Masculine Can't Be Toxic
Toxic masculinity is an oxymoron. Objectifying women, sexism, gender inequality is anything but masculine. It’s what little boys do. Little boys hit girls, they challenge them to races, and get excited when they beat them in basketball. Like most societal issues, we missed the bigger picture.
Women are casualties of man’s internal war. Show me a man marginalizing women and I’ll show you fear and comparison. I’ll show a man losing his battle to answer his question. John Eldridge, Author of Wild at Heart, talks about every man’s question “Am I enough?” He claims the fall of Adam occurred when he took his question from God and brought it to Eve. In essence, sin is when man tries to answer his heart’s question with someone or something other than God. Ever wondered why we’re so obsessed with sports? It is literally a scored measurement of “how enough” we are. As a college coach I watched grown men, with families attempt to validate their existence on this planet one Saturday at a time.

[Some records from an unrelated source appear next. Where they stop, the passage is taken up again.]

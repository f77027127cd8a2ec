//! Input validation helpers
//!
//! Field-level rules live on the payload types (`validator` derive); these
//! helpers cover what derive rules can't express, like whitespace-only text.

use validator::Validate;

use crate::orders::money;
use crate::utils::AppError;

// ── Text length limits ──────────────────────────────────────────────

/// Beverage names
pub const MAX_NAME_LEN: usize = 200;

/// Customer names on orders
pub const MAX_CUSTOMER_NAME_LEN: usize = 100;

/// Size labels (Small, Medium, 16oz...)
pub const MAX_SIZE_LABEL_LEN: usize = 50;

/// Descriptions, order special instructions
pub const MAX_NOTE_LEN: usize = 500;

/// Per-item notes
pub const MAX_ITEM_NOTE_LEN: usize = 200;

/// Email addresses (RFC 5321)
pub const MAX_EMAIL_LEN: usize = 254;

// ── Validation helpers ──────────────────────────────────────────────

/// Run derive rules and map failures into a 400
pub fn validate_payload<T: Validate>(payload: &T) -> Result<(), AppError> {
    payload.validate().map_err(AppError::from)
}

/// Validate that a required string is non-empty and within the length limit.
pub fn validate_required_text(value: &str, field: &str, max_len: usize) -> Result<(), AppError> {
    if value.trim().is_empty() {
        return Err(AppError::validation(format!("{field} must not be empty")));
    }
    let len = value.chars().count();
    if len > max_len {
        return Err(AppError::validation(format!(
            "{field} is too long ({len} chars, max {max_len})"
        )));
    }
    Ok(())
}

/// Validate that an optional string, if present, is within the length limit.
pub fn validate_optional_text(
    value: &Option<String>,
    field: &str,
    max_len: usize,
) -> Result<(), AppError> {
    if let Some(v) = value
        && v.chars().count() > max_len
    {
        return Err(AppError::validation(format!(
            "{field} is too long ({} chars, max {max_len})",
            v.chars().count()
        )));
    }
    Ok(())
}

/// Validate a catalog price (finite, >= 0, <= 1,000,000)
pub fn validate_price(price: f64) -> Result<(), AppError> {
    money::validate_price(price).map_err(|msg| {
        AppError::with_message(shared::error::ErrorCode::InvalidPrice, msg)
            .with_detail("field", "price")
    })
}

If we won, they were worthy, if we lost, they were inferior as men. With these sort of stakes, Saturday is so much more than football, it’s a frenzy of validation. Every trophy, paycheck, and tender hook up is in pursuit of the answer. “Am I Enough?”
The treatment of women is a symptom to the virus, not the virus itself. I love the quote from the movie Legends of the Fall
Some people hear their own inner voices with great clearness.

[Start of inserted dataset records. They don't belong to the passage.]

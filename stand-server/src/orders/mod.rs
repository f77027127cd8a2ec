//! Order creation core
//!
//! - [`assembly`] - resolve lines, compute totals, persist atomically
//! - [`snapshot`] - per-line copy of catalog data at order time
//! - [`confirmation`] - confirmation number generation
//! - [`money`] - decimal arithmetic helpers

pub mod assembly;
pub mod confirmation;
pub mod money;
pub mod snapshot;

pub use assembly::{ConfirmationOptions, create_order};
pub use snapshot::ItemSnapshot;

use shared::error::{AppError, ErrorCode};
use thiserror::Error;

use crate::db::repository::RepoError;

/// Order creation errors
///
/// `BeverageNotFound` and `SizeUnavailable` stay distinct so callers can
/// tell "doesn't exist" (404) from "exists but not orderable" (400).
#[derive(Debug, Error)]
pub enum OrderError {
    #[error("Beverage with ID {0} not found")]
    BeverageNotFound(i64),

    #[error("Size with ID {size_id} not available for beverage {beverage_name}")]
    SizeUnavailable { size_id: i64, beverage_name: String },

    #[error("Order must contain at least one item")]
    Empty,

    #[error("{0}")]
    InvalidQuantity(String),

    #[error("Could not allocate a unique confirmation number after {0} attempts")]
    ConfirmationExhausted(u32),

    #[error(transparent)]
    Repo(#[from] RepoError),
}

pub type OrderResult<T> = Result<T, OrderError>;

impl From<OrderError> for AppError {
    fn from(err: OrderError) -> Self {
        let message = err.to_string();
        match err {
            OrderError::BeverageNotFound(id) => {
                AppError::with_message(ErrorCode::BeverageNotFound, message)
                    .with_detail("beverage_id", id)
            }
            OrderError::SizeUnavailable {
                size_id,
                beverage_name,
            } => AppError::with_message(ErrorCode::SizeUnavailable, message)
                .with_detail("size_id", size_id)
                .with_detail("beverage_name", beverage_name),
            OrderError::Empty => AppError::new(ErrorCode::OrderEmpty),
            OrderError::InvalidQuantity(_) => {
                AppError::with_message(ErrorCode::InvalidQuantity, message)
            }
            OrderError::ConfirmationExhausted(_) => {
                AppError::with_message(ErrorCode::ConfirmationNumberExhausted, message)
            }
            OrderError::Repo(e) => e.into(),
        }
    }
}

And they live by what they hear.
Such people become crazy,
or they become legends ..
l think it was the bear's voice he heard deep inside him.
Growling low of dark, secret places.
A man who hasn’t done the work to quiet his question has a bear in him. He’ll destroy everyone and everything in hopes of filling the black hole in his heart. Masculinity, true masculine men have excused themselves from comparison. They’ve allowed God, their father to tell them who they are. They know the answer. Critic aside, there are two types of men in every arena. The one who competes to get his question answered by the result. And the one whose come to display his skills already knowing the answer. I recently did an interview with Navy Seal and CEO of Heroes and Horses Micah Fink. He said, “We are incredibly educated about what everyone else says will make us happy, but we are ignorant of ourselves.” How do we teach us about our own hearts. Micah thinks it’s only possible under great strain and struggle. The struggle is the medium in which we educate our minds about our hearts. You have no idea what’s going on in there until we do something hard enough, we’re forced to go looking.

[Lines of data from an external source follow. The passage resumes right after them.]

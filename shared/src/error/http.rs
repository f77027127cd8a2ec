//! HTTP status code mapping for error codes

use super::codes::ErrorCode;
use http::StatusCode;

impl ErrorCode {
    /// Get the appropriate HTTP status code for this error code
    pub fn http_status(&self) -> StatusCode {
        match self {
            // 404 Not Found
            Self::NotFound | Self::OrderNotFound | Self::BeverageNotFound | Self::SizeNotFound => {
                StatusCode::NOT_FOUND
            }

            // 409 Conflict
            Self::AlreadyExists | Self::BeverageNameExists | Self::SizeNameExists => {
                StatusCode::CONFLICT
            }

            // 500 Internal Server Error
            Self::ConfirmationNumberExhausted | Self::DatabaseError => {
                StatusCode::INTERNAL_SERVER_ERROR
            }

            // 400 Bad Request (validation and client data errors)
            Self::ValidationFailed
            | Self::InvalidRequest
            | Self::OrderEmpty
            | Self::InvalidQuantity
            | Self::SizeUnavailable
            | Self::InvalidPrice => StatusCode::BAD_REQUEST,
        }
    }
}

A man who knows he’s enough can shift his view of a woman from possible answer to his agony, another meal for the bear, to a role of protector and defender of her heart.
There is no beauty in our universe like when a woman lets her guard down and shows her true heart. But she can’t do that with predators at her heels. I’m ashamed of how we’ve made women feel on this earth, but I’m hopeful for what we can make for our daughters. We must struggle greatly, and on purpose to put the bear to sleep.